Three days after a face-sitting protest outside Parliament against new curbs on what can be shown in internet video porn, the Deputy Prime Minister said the new regulations had not got the balance right, and that the state should not invade the privacy of people’s bedrooms.

He told his monthly press conferences that he shared some of the concerns raised by his MPs.

“It is not a prurient judgement of whether we approve or not of someone’s behaviour of the privacy of their bedroom. It is not the role of politicians to cast moral judgements on that,” he said.

“It’s whether we think that in a free society, people should be free to do things that many people might find exotic at mildest or deeply unappetising at worst, but it’s their freedom to do so. That seems to me to be is a classic liberal assertion.”

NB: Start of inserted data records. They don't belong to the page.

//! Policy configuration model and validator
//!
//! A [`PolicyDraft`] is the freely mutable value a form edits. A
//! [`PolicyConfig`] is the immutable, validated configuration that may be
//! submitted to the engine; the only public way to obtain one is
//! [`validate`], which reports every violated field at once.
//!
//! # Example
//!
//! ```
//! use policysim_core::policy::{validate, PolicyDraft, PolicyKind};
//!
//! let draft = PolicyDraft::new("Equal Pay 2025", PolicyKind::EqualPay, 75.0, 5, 2_000_000.0);
//! let policy = validate(&draft).unwrap();
//! assert_eq!(policy.duration_years(), 5);
//!
//! let mut bad = draft.clone();
//! bad.name = "  ".to_string();
//! bad.budget = 10.0;
//! let errors = validate(&bad).unwrap_err();
//! assert_eq!(errors.fields(), vec!["name", "budget"]);
//! ```

pub mod catalog;

use std::fmt;
use std::str::FromStr;

use serde::{Deserialize, Serialize};

use crate::error::{ValidationError, ValidationErrors};

pub use catalog::{advise, Advisory, PolicyInfo, Rating, TimeToImpact};

/// Shortest accepted policy duration, in years
pub const MIN_DURATION_YEARS: u32 = 1;

/// Longest accepted policy duration, in years
pub const MAX_DURATION_YEARS: u32 = 10;

/// Smallest accepted budget, in whole currency units
pub const MIN_BUDGET: f64 = 100_000.0;

/// Policy type
#[derive(Debug, Clone, Copy, PartialEq, Eq, Hash, Serialize, Deserialize)]
#[serde(rename_all = "snake_case")]
pub enum PolicyKind {
    /// Equal pay for equal work
    EqualPay,
    /// Minimum share of women in leadership
    LeadershipQuota,
    /// Extended paid parental leave
    ParentalLeave,
}

impl PolicyKind {
    /// All kinds, in catalog order
    pub const ALL: [PolicyKind; 3] = [
        PolicyKind::EqualPay,
        PolicyKind::LeadershipQuota,
        PolicyKind::ParentalLeave,
    ];

    /// Wire identifier used by the engine
    pub fn as_str(self) -> &'static str {
        match self {
            Self::EqualPay => "equal_pay",
            Self::LeadershipQuota => "leadership_quota",
            Self::ParentalLeave => "parental_leave",
        }
    }

    /// Accepted strength range, inclusive
    pub fn strength_range(self) -> (f64, f64) {
        let info = self.info();
        (info.min_percent, info.max_percent)
    }
}

impl fmt::Display for PolicyKind {
    fn fmt(&self, f: &mut fmt::Formatter<'_>) -> fmt::Result {
        f.write_str(self.as_str())
    }
}

/// Error parsing a policy kind identifier
#[derive(Debug, Clone, PartialEq, Eq, thiserror::Error)]
#[error("Unknown policy type: {0}")]
pub struct UnknownPolicyKind(pub String);

impl FromStr for PolicyKind {
    type Err = UnknownPolicyKind;

    fn from_str(s: &str) -> std::result::Result<Self, Self::Err> {
        match s.trim() {
            "equal_pay" => Ok(Self::EqualPay),
            "leadership_quota" => Ok(Self::LeadershipQuota),
            "parental_leave" => Ok(Self::ParentalLeave),
            other => Err(UnknownPolicyKind(other.to_string())),
        }
    }
}

/// Editable, unvalidated policy parameters
#[derive(Debug, Clone, PartialEq, Serialize, Deserialize)]
pub struct PolicyDraft {
    /// Policy name
    pub name: String,

    /// Policy type
    #[serde(rename = "type")]
    pub kind: PolicyKind,

    /// Policy strength, in percent
    pub strength_percent: f64,

    /// Duration in years
    pub duration_years: i64,

    /// Total budget, in whole currency units
    pub budget: f64,
}

impl PolicyDraft {
    /// Create a new draft
    pub fn new(
        name: impl Into<String>,
        kind: PolicyKind,
        strength_percent: f64,
        duration_years: i64,
        budget: f64,
    ) -> Self {
        Self {
            name: name.into(),
            kind,
            strength_percent,
            duration_years,
            budget,
        }
    }

    /// Parse a draft from TOML text
    pub fn from_toml(content: &str) -> std::result::Result<Self, toml::de::Error> {
        toml::from_str(content)
    }
}

impl Default for PolicyDraft {
    fn default() -> Self {
        Self::new("", PolicyKind::EqualPay, 75.0, 5, 2_000_000.0)
    }
}

impl From<&PolicyConfig> for PolicyDraft {
    fn from(policy: &PolicyConfig) -> Self {
        Self::new(
            policy.name.clone(),
            policy.kind,
            policy.strength_percent,
            i64::from(policy.duration_years),
            policy.budget,
        )
    }
}

/// Validated, immutable policy configuration
///
/// Serializes with the field names the engine echoes back in results
/// (`name`, `type`, `percentage`, `duration`, `budget`).
#[derive(Debug, Clone, PartialEq, Serialize)]
pub struct PolicyConfig {
    name: String,
    #[serde(rename = "type")]
    kind: PolicyKind,
    #[serde(rename = "percentage")]
    strength_percent: f64,
    #[serde(rename = "duration")]
    duration_years: u32,
    budget: f64,
}

impl PolicyConfig {
    /// Build a configuration from values echoed by the engine.
    ///
    /// The engine is trusted for its own echo; range checks on it are the
    /// normalizer's business and only produce warnings.
    pub(crate) fn from_engine(
        name: String,
        kind: PolicyKind,
        strength_percent: f64,
        duration_years: u32,
        budget: f64,
    ) -> Self {
        Self {
            name,
            kind,
            strength_percent,
            duration_years,
            budget,
        }
    }

    /// Policy name
    pub fn name(&self) -> &str {
        &self.name
    }

    /// Policy type
    pub fn kind(&self) -> PolicyKind {
        self.kind
    }

    /// Policy strength, in percent
    pub fn strength_percent(&self) -> f64 {
        self.strength_percent
    }

    /// Duration in years
    pub fn duration_years(&self) -> u32 {
        self.duration_years
    }

    /// Total budget, in whole currency units
    pub fn budget(&self) -> f64 {
        self.budget
    }

    /// Catalog entry for this policy's kind
    pub fn info(&self) -> &'static PolicyInfo {
        self.kind.info()
    }
}

/// Validate a draft, reporting every violated field.
pub fn validate(draft: &PolicyDraft) -> std::result::Result<PolicyConfig, ValidationErrors> {
    let mut errors = Vec::new();

    let name = draft.name.trim();
    if name.is_empty() {
        errors.push(ValidationError::new("name", "must not be empty"));
    }

    let (min, max) = draft.kind.strength_range();
    if !draft.strength_percent.is_finite() {
        errors.push(ValidationError::new("strength_percent", "must be a number"));
    } else if draft.strength_percent < min || draft.strength_percent > max {
        errors.push(ValidationError::new(
            "strength_percent",
            format!(
                "must be between {min} and {max} for {}",
                draft.kind.info().name
            ),
        ));
    }

    let duration = u32::try_from(draft.duration_years)
        .ok()
        .filter(|d| (MIN_DURATION_YEARS..=MAX_DURATION_YEARS).contains(d));
    if duration.is_none() {
        errors.push(ValidationError::new(
            "duration_years",
            format!("must be between {MIN_DURATION_YEARS} and {MAX_DURATION_YEARS} years"),
        ));
    }

    if !draft.budget.is_finite() {
        errors.push(ValidationError::new("budget", "must be a number"));
    } else if draft.budget < MIN_BUDGET {
        errors.push(ValidationError::new(
            "budget",
            format!("must be at least {MIN_BUDGET:.0}"),
        ));
    } else if draft.budget.fract() != 0.0 {
        errors.push(ValidationError::new(
            "budget",
            "must be expressed in whole currency units",
        ));
    }

    match duration {
        Some(duration_years) if errors.is_empty() => Ok(PolicyConfig {
            name: name.to_string(),
            kind: draft.kind,
            strength_percent: draft.strength_percent,
            duration_years,
            budget: draft.budget,
        }),
        _ => Err(ValidationErrors::new(errors)),
    }
}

One of the 'face-sitting' protesters outside parliament
One of the 'face-sitting' protesters outside parliament (EPA)

The Lib Dem leader added: “Government is not there to stick its nose in the bedroom as long as people are not doing things which are illegal under the law. It’s not really for us to judge how people get their kicks, but it is our role to make sure the law is upheld, and that the law does not encroach on private spaces where the law has no role to intrude.”

Julian Huppert, the Lib Dem MP for Cambridge, has tabled an early day motion opposing the Audiovisual Media Services regulation, which states that any online paid-for porn such as Video on Demand (VoD) must adhere to the same rules set out for DVD production. But he has not secured a Commons debate.

Opponents say the new law means spanking, caning, aggressive whipping, penetration by any object "associated with violence", physical or verbal abuse (regardless of whether consent is given or not), urolagnia (known as "water sports"), role-playing as non-adults, physical restraint, humiliation, female ejaculation, strangulation, face-sitting, and fisting are now banned from web porn sold in the UK.